Ask HN: My company is dying, what can I do to save it? - throwaway142536

I work at a small online retailer in a sports apparel niche. For years we were quite successful, but over the last few years things have taken a turn, and the owners have decided to sell or liquidate the company.<p>I&#x27;m the sole programmer and my job ends in a few weeks, except as needed for emergencies on an hourly basis.<p>The main reasons for the decline are:<p>- Our organic traffic from Google suddenly declined by 1&#x2F;3 two years ago. Where we once ranked in the top spots, now you&#x27;ll find Amazon, REI and other large retailers. We have no idea why this happened.<p>- Customer acquisition costs have increased. Where AdWords ads were once a great source, now the CPA on many keywords are no longer profitable or barely profitable.<p>- Our shipping expenses have increased due to consumer expectations for free shipping. Because of our size we can&#x27;t really negotiate low rates.<p>- The company built a large office&#x2F;warehouse, with an eye towards expanding or renting out the extra space, at the height of the real estate market. Needless to say we didn&#x27;t expand and have never been able to rent it out. The mortgage is a large expense.<p>So, HN, how can we turn things around?
======
throwaway420
Turnarounds are unlikely with such a short time constraint and what sounds
like a desperate situation. This is probably where life moves on and you go
elsewhere soon.

If you don't have too much to lose, this is where you could conceivably try
some short term growth hacking strategies/gaming Google in a last ditch effort
to boost your search ranking. Go nuts with buying links and doing all of the
stuff Google doesn't want you to do. In the long run that will fail without
other changes but you might be able to squeeze a bit more life out of this and
maybe learn something in the process. Odds are against it though.

If you're just an employee rather than an owner, your limited remaining time
at work is probably better used applying for jobs and brushing up on technical
stuff for your upcoming interviews.

------
bkrull
First stop the bleeding, sell off everything possible and cut costs to bare
min.

Then try new ways to start growing again: 1\. Try selling product on the
Amazon Marketplace to take advantage of the SEO traffic they gained. This will
cut your CPAs dramatically. If this works, expand to other marketplace
partners. 2\. Find local retail partners to sell products or open your own
store. 3\. Sell products at relevant sporting events. 4\. Consider selling
training, information, services or other high margin products.

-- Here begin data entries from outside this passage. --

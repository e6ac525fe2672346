//! Authenticated encryption with associated data.
//!
//! Provides the [`Aead`] interface, key managers for AES-GCM,
//! ChaCha20-Poly1305 and XChaCha20-Poly1305, the [`AeadWrapper`] that composes
//! them over a keyset, and ready-made key templates.
//!
//! 带关联数据的认证加密。
//!
//! 提供 [`Aead`] 接口、AES-GCM、ChaCha20-Poly1305 和 XChaCha20-Poly1305 的密钥管理器、
//! 在密钥集上组合它们的 [`AeadWrapper`]，以及现成的密钥模板。
use crate::error::Result;
use crate::keyset::{KeyTemplate, OutputPrefixType};
use crate::registry::{Configuration, Registry, RegistryImpl};

mod chacha;
mod cipher;
mod gcm;
mod wrapper;

pub use chacha::{
    ChaCha20Poly1305KeyManager, XChaCha20Poly1305KeyManager, CHACHA20_POLY1305_TYPE_URL,
    XCHACHA20_POLY1305_TYPE_URL,
};
pub use gcm::{AesGcmKeyFormat, AesGcmKeyManager, AES_GCM_TYPE_URL};
pub use wrapper::AeadWrapper;

/// Encrypts and authenticates data, binding it to `associated_data`.
///
/// 加密并认证数据，并将其绑定到 `associated_data`。
pub trait Aead: Send + Sync {
    fn encrypt(&self, plaintext: &[u8], associated_data: &[u8]) -> Result<Vec<u8>>;

    fn decrypt(&self, ciphertext: &[u8], associated_data: &[u8]) -> Result<Vec<u8>>;
}

pub(crate) fn install(registry: &mut RegistryImpl) -> Result<()> {
    registry.register_key_manager(AesGcmKeyManager)?;
    registry.register_key_manager(ChaCha20Poly1305KeyManager)?;
    registry.register_key_manager(XChaCha20Poly1305KeyManager)?;
    registry.register_primitive_wrapper(AeadWrapper)
}

/// Registers the AEAD key managers and wrapper in the global registry.
///
/// 在全局注册表中注册 AEAD 密钥管理器和包装器。
pub fn register() -> Result<()> {
    install(&mut Registry::write())
}

/// Registers the AEAD key managers and wrapper in `config`.
pub fn register_in(config: &mut Configuration) -> Result<()> {
    install(config.registry_mut())
}

fn aes_gcm_template(key_size: u32) -> Result<KeyTemplate> {
    Ok(KeyTemplate::new(
        AES_GCM_TYPE_URL,
        AesGcmKeyFormat { key_size }.encode()?,
        OutputPrefixType::Tink,
    ))
}

/// AES-128-GCM with a Tink output prefix.
pub fn aes128_gcm() -> Result<KeyTemplate> {
    aes_gcm_template(16)
}

/// AES-256-GCM with a Tink output prefix.
pub fn aes256_gcm() -> Result<KeyTemplate> {
    aes_gcm_template(32)
}

pub fn chacha20_poly1305() -> KeyTemplate {
    KeyTemplate::new(CHACHA20_POLY1305_TYPE_URL, Vec::new(), OutputPrefixType::Tink)
}

pub fn xchacha20_poly1305() -> KeyTemplate {
    KeyTemplate::new(XCHACHA20_POLY1305_TYPE_URL, Vec::new(), OutputPrefixType::Tink)
}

None of this is easy nor a sure thing, exommerce is a cut throat game these
days. Best of luck.

------
avni000
Those are a lot of factors to face but depending on the sports niche and
assuming that your product is superior/ well designed, then I might suggest
focusing on getting a strong following with that niche and growing from that
small position of strength.

For example, say it's biking apparel, I might reach out to bloggers/biking
sites and perhaps doing guest features or creating something of value with
them (giveaways?).

You should be able to help your SEO by creating content of value around your
niche and getting links to it (organic SE rank is likely tanking just because
people are getting what they need at those sites first and not bothering with
smaller players). Same with your AdWords - you won't be able to compete with
the massive marketing budgets of the bigger players so you'll have to be
creative about using words further down the tail. Look for other acquisition
opportunities by figuring out who your core target is and how you can get them
to spend more (perhaps an email newsletter highlighting news/new
products/trends in your niche?).

Just a couple of suggestions but hard to say for sure without knowing more
specifics of what you're dealing with.

------
vgeek
SEO is longer term, and you may never be able to regain the top spots. Google
is becoming more and more biased towards Big Brands, coincidentally the same
brands that spend 8 figures a year on AdWords.

Short term fixes can be selling on Amazon Marketplace (possible to escape
warehouse lease, use Fulfillment by Amazon if cheaper?), eBay (yes, tons of
people still use eBay) or Shopping.com (yes, people use this site) and other
marketplaces. You'll still have to pay per sale or click to your site, but it
will typically be much less than AdWords.

If you are competing on price in a commodity market, you probably can't win.
If you have a differential, valuable feature that isn't easily imitable,
people may be willing to pay a premium.

------
WWWade
I would suggest growing weed in that warehouse.